La suite de l'aventure est reprise sous forme d'une prophétie à Apollon: 

"Tu es venu dans ce vallon pour être l'époux de cette vierge, et tu vas l'emporter outre-mer, au jardin merveilleux de Zeus-Ammon (l'oasis de Siwa). Là, tu la feras reine d'une ville où tu rassembleras sur une colline qu'une plaine entoure des gens de l'île de Théra. Voici que l'auguste Libye aux vastes prairies va recevoir de ta main avec joie la glorieuse fiancée dans son palais d'or et lui donner aussitôt un légitime domaine, où ne manquent ni les fruits de toute espèce, ni les bêtes fauves".

Les Libyens, selon Pindare, sont donc d'authentiques descendants des grecs! Il n'est pas facile d'être de deux pays à la fois.
Cette diaspora, en porte à faux entre la fierté de ses origines et les complexes que lui donne son éloignement de la Métropole, un Grec d'Alexandrie, en a saisi l'esprit mieux que personne, c'est Constantin Cavafy (1863-1933). 
Voici comment ce poète nous décrit un jeune Libyen en visite à Alexandrie, devenue, au temps des Ptolémées, la capitale de l'hellénisme, à la place d'Athènes, qui a perdu sa prépondérance. Le garçon a grand peur de se ridiculiser par sa gaucherie de provincial!
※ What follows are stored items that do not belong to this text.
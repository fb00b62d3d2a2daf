#![warn(missing_docs)]
#![warn(clippy::missing_docs_in_private_items)]

//! The feedback envelope: what a grading run persists and what the renderer
//! consumes.
//!
//! A list-shaped envelope is a JSON array whose last two elements are always
//! the options record and the debug-info record:
//!
//! ```text
//! [entry_1, ..., entry_N, options, debug_info]
//! ```
//!
//! The backend kind is stored in the options record under `container_type`.
//! When grading fails before any test runs, the envelope is a single JSON
//! object instead, carrying `container_type` and the error details.

/// Rendering options and backend kinds
pub mod options;
/// Per-test records and debug payloads
pub mod records;

use serde::{Deserialize, Serialize, de::DeserializeOwned};
use serde_json::{Map, Value};

pub use self::{
    options::{BackendKind, RenderOptions},
    records::{
        DebugInfo, FileFeedback, NotebookCase, NotebookEntry, NotebookTestResult, TestCase,
        TestCaseEntry,
    },
};

/// Key of the backend discriminator in options and error records.
const CONTAINER_TYPE: &str = "container_type";

/// Errors raised while decoding an envelope.
#[derive(thiserror::Error, Debug)]
pub enum DecodeError {
    /// The content is not JSON at all.
    #[error("envelope is not valid JSON")]
    Json(#[from] serde_json::Error),
    /// The top-level value is neither an object nor an array.
    #[error("expected a JSON object or array, found {0}")]
    UnexpectedShape(&'static str),
    /// A list envelope is too short to hold the options and debug records.
    #[error("envelope has {0} element(s) but the options and debug info records are required")]
    MissingTrailer(usize),
    /// No backend discriminator was found.
    #[error("`container_type` is missing or not a string")]
    MissingBackend,
    /// The backend discriminator names no known backend.
    #[error("unknown container type `{0}`")]
    UnknownBackend(String),
    /// A record has missing keys or values of the wrong type.
    #[error("invalid {record}")]
    InvalidRecord {
        /// Which record failed, e.g. `options` or `entry 2`.
        record: String,
        /// Underlying deserialization error.
        source: serde_json::Error,
    },
}

/// Entries, options and debug payload of a list-shaped envelope.
#[derive(Debug, Clone, PartialEq)]
pub struct Report<E> {
    /// Per-test entries, in presentation order.
    pub entries:    Vec<E>,
    /// Rendering options captured at grading time.
    pub options:    RenderOptions,
    /// Debug payload shared by all entries.
    pub debug_info: DebugInfo,
}

impl<E> Report<E> {
    /// Bundles entries with their options and debug payload.
    pub fn new(entries: Vec<E>, options: RenderOptions, debug_info: DebugInfo) -> Self {
        Self {
            entries,
            options,
            debug_info,
        }
    }
}

/// Report produced by the multi-language runner or the HDL simulator.
pub type CodeReport = Report<TestCaseEntry>;

/// Report produced by the notebook grader.
pub type NotebookReport = Report<NotebookEntry>;

/// Failure that stopped grading before any test ran.
#[derive(Debug, Clone, PartialEq, Eq)]
pub enum GradingFailure {
    /// The submission did not build. `backend` is `Multilang` or `Hdl`.
    Compilation {
        /// Backend that attempted the build.
        backend: BackendKind,
        /// Build output.
        output:  String,
    },
    /// The notebook could not be executed.
    Notebook {
        /// Name of the error raised.
        error_name: String,
        /// Output captured while running the notebook.
        output:     String,
    },
}

/// Wire form of a [`GradingFailure`].
#[derive(Debug, Serialize, Deserialize)]
struct FailureRecord {
    /// Backend discriminator.
    container_type:        BackendKind,
    /// Build output (`multilang`/`hdl`).
    #[serde(default, skip_serializing_if = "Option::is_none")]
    compilation_output:    Option<String>,
    /// Error name (`notebook`).
    #[serde(default, skip_serializing_if = "Option::is_none")]
    error_name:            Option<String>,
    /// Error output (`notebook`).
    #[serde(default, skip_serializing_if = "Option::is_none")]
    internal_error_output: Option<String>,
}

/// A decoded feedback envelope, one variant per backend shape.
#[derive(Debug, Clone, PartialEq)]
pub enum Envelope {
    /// Results of the multi-language code runner.
    Multilang(CodeReport),
    /// Results of the HDL simulator.
    Hdl(CodeReport),
    /// Results of the notebook grader.
    Notebook(NotebookReport),
    /// Grading failed before any test ran.
    Failure(GradingFailure),
}

/// Deserializes `value`, attaching `record` to any error.
fn record_from_value<T: DeserializeOwned>(value: Value, record: &str) -> Result<T, DecodeError> {
    serde_json::from_value(value).map_err(|source| DecodeError::InvalidRecord {
        record: record.to_string(),
        source,
    })
}

/// Human-readable name of a JSON value's type.
fn json_type_name(value: &Value) -> &'static str {
    match value {
        Value::Null => "null",
        Value::Bool(_) => "a boolean",
        Value::Number(_) => "a number",
        Value::String(_) => "a string",
        Value::Array(_) => "an array",
        Value::Object(_) => "an object",
    }
}

/// Reads and parses the backend discriminator of an object.
fn backend_of(record: &Map<String, Value>) -> Result<BackendKind, DecodeError> {
    record
        .get(CONTAINER_TYPE)
        .and_then(Value::as_str)
        .ok_or(DecodeError::MissingBackend)?
        .parse()
}

/// Decodes each entry value into `E`.
fn decode_entries<E: DeserializeOwned>(values: Vec<Value>) -> Result<Vec<E>, DecodeError> {
    values
        .into_iter()
        .enumerate()
        .map(|(index, value)| record_from_value(value, &format!("entry {index}")))
        .collect()
}

impl Envelope {
    /// Backend that produced this envelope.
    pub fn backend(&self) -> BackendKind {
        match self {
            Envelope::Multilang(_) => BackendKind::Multilang,
            Envelope::Hdl(_) => BackendKind::Hdl,
            Envelope::Notebook(_) => BackendKind::Notebook,
            Envelope::Failure(GradingFailure::Compilation { backend, .. }) => *backend,
            Envelope::Failure(GradingFailure::Notebook { .. }) => BackendKind::Notebook,
        }
    }

    /// Options carried by a list-shaped envelope.
    pub fn options(&self) -> Option<&RenderOptions> {
        match self {
            Envelope::Multilang(report) | Envelope::Hdl(report) => Some(&report.options),
            Envelope::Notebook(report) => Some(&report.options),
            Envelope::Failure(_) => None,
        }
    }

    /// Encodes the envelope into its JSON value.
    pub fn to_value(&self) -> serde_json::Result<Value> {
        let (entries, options, debug_info) = match self {
            Envelope::Multilang(report) | Envelope::Hdl(report) => (
                report
                    .entries
                    .iter()
                    .map(serde_json::to_value)
                    .collect::<serde_json::Result<Vec<_>>>()?,
                &report.options,
                &report.debug_info,
            ),
            Envelope::Notebook(report) => (
                report
                    .entries
                    .iter()
                    .map(serde_json::to_value)
                    .collect::<serde_json::Result<Vec<_>>>()?,
                &report.options,
                &report.debug_info,
            ),
            Envelope::Failure(failure) => {
                let record = match failure {
                    GradingFailure::Compilation { backend, output } => FailureRecord {
                        container_type:        *backend,
                        compilation_output:    Some(output.clone()),
                        error_name:            None,
                        internal_error_output: None,
                    },
                    GradingFailure::Notebook { error_name, output } => FailureRecord {
                        container_type:        BackendKind::Notebook,
                        compilation_output:    None,
                        error_name:            Some(error_name.clone()),
                        internal_error_output: Some(output.clone()),
                    },
                };
                return serde_json::to_value(&record);
            }
        };

        let mut options = serde_json::to_value(options)?;
        if let Value::Object(map) = &mut options {
            map.insert(CONTAINER_TYPE.to_string(), Value::String(self.backend().to_string()));
        }

        let mut values = entries;
        values.push(options);
        values.push(serde_json::to_value(debug_info)?);
        Ok(Value::Array(values))
    }

    /// Encodes the envelope into a JSON string.
    pub fn to_json(&self) -> serde_json::Result<String> {
        serde_json::to_string(&self.to_value()?)
    }

    /// Decodes an envelope from a JSON value.
    pub fn from_value(value: Value) -> Result<Self, DecodeError> {
        match value {
            Value::Object(record) => Self::failure_from_record(record),
            Value::Array(values) => Self::report_from_values(values),
            other => Err(DecodeError::UnexpectedShape(json_type_name(&other))),
        }
    }

    /// Decodes an envelope from a JSON string.
    pub fn from_json(json: &str) -> Result<Self, DecodeError> {
        let value: Value = serde_json::from_str(json)?;
        Self::from_value(value)
    }

    /// Decodes the flat error shape.
    fn failure_from_record(record: Map<String, Value>) -> Result<Self, DecodeError> {
        // unknown container types surface as UnknownBackend instead of a serde error
        backend_of(&record)?;
        let record: FailureRecord = record_from_value(Value::Object(record), "error record")?;

        let failure = match record.container_type {
            BackendKind::Multilang | BackendKind::Hdl => GradingFailure::Compilation {
                backend: record.container_type,
                output:  record.compilation_output.unwrap_or_default(),
            },
            BackendKind::Notebook => GradingFailure::Notebook {
                error_name: record.error_name.unwrap_or_default(),
                output:     record.internal_error_output.unwrap_or_default(),
            },
        };
        Ok(Envelope::Failure(failure))
    }

    /// Decodes the list shape by popping the debug info and options records
    /// off the end.
    fn report_from_values(mut values: Vec<Value>) -> Result<Self, DecodeError> {
        let len = values.len();
        let (Some(debug_info), Some(options)) = (values.pop(), values.pop()) else {
            return Err(DecodeError::MissingTrailer(len));
        };

        let backend = match &options {
            Value::Object(map) => backend_of(map)?,
            _ => return Err(DecodeError::MissingBackend),
        };
        let options: RenderOptions = record_from_value(options, "options")?;
        let debug_info: DebugInfo = record_from_value(debug_info, "debug info")?;

        tracing::debug!("Decoding {} {backend} entries", values.len());

        Ok(match backend {
            BackendKind::Multilang => {
                Envelope::Multilang(Report::new(decode_entries(values)?, options, debug_info))
            }
            BackendKind::Hdl => {
                Envelope::Hdl(Report::new(decode_entries(values)?, options, debug_info))
            }
            BackendKind::Notebook => {
                Envelope::Notebook(Report::new(decode_entries(values)?, options, debug_info))
            }
        })
    }
}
Prince de Libye Occidentale:

Pendant les dix jours qu'il séjourna dans Alexandrie, 
Le prince de Libye Occidentale,
Aristomène, fils de Ménélas,
Fit généralement bonne impression.
Comme son nom, sa tenue était grecque et de bon goût.
Il acceptait volontiers les honneurs,
Mais il ne les recherchait pas: il était modeste.
Il achetait des livres grecs,
En particulier de l'histoire et de la philosophie.
C'était surtout un homme qui parlait peu.
Ce devait être un esprit profond, disait-on,
Et de telles gens sont d'un naturel peu loquace.
Ce n'était ni un esprit profond, ni rien de pareil:
C'était un homme ordinaire, ridicule. 
Il avait adopté un nom grec, s'habillait comme les Grecs, 
Il avait appris en gros à se comporter comme eux,
Et il tremblait de toute son âme à l'idée
De ruiner l'assez bonne impression qu'il avait faite,
Si jamais il laissait échapper d'horribles barbarismes
Et s'attirait par là les habituels sarcasmes des Alexandrins, 
Maudits soient-ils!
Voilà pourquoi il se bornait à quelques mots,
Surveillait anxieusement ses désinences et sa prononciation, 
Et il se morfondait de devoir garder en lui 
Tant de paroles rentrées.


Ce poème, traduit par Socrate Zervos et Patricia Portier, est tiré des Oeuvres Poétiques de Constantin Cavafy, aux éditions de l'Imprimerie Nationale (1991). 

Je ne saurais assez vous recommander de vous plonger dans ce volume. Toute la Grèce y vit, avec une justesse et un naturel stupéfiants. Mais qui ne connaît et n'aime Cavafy!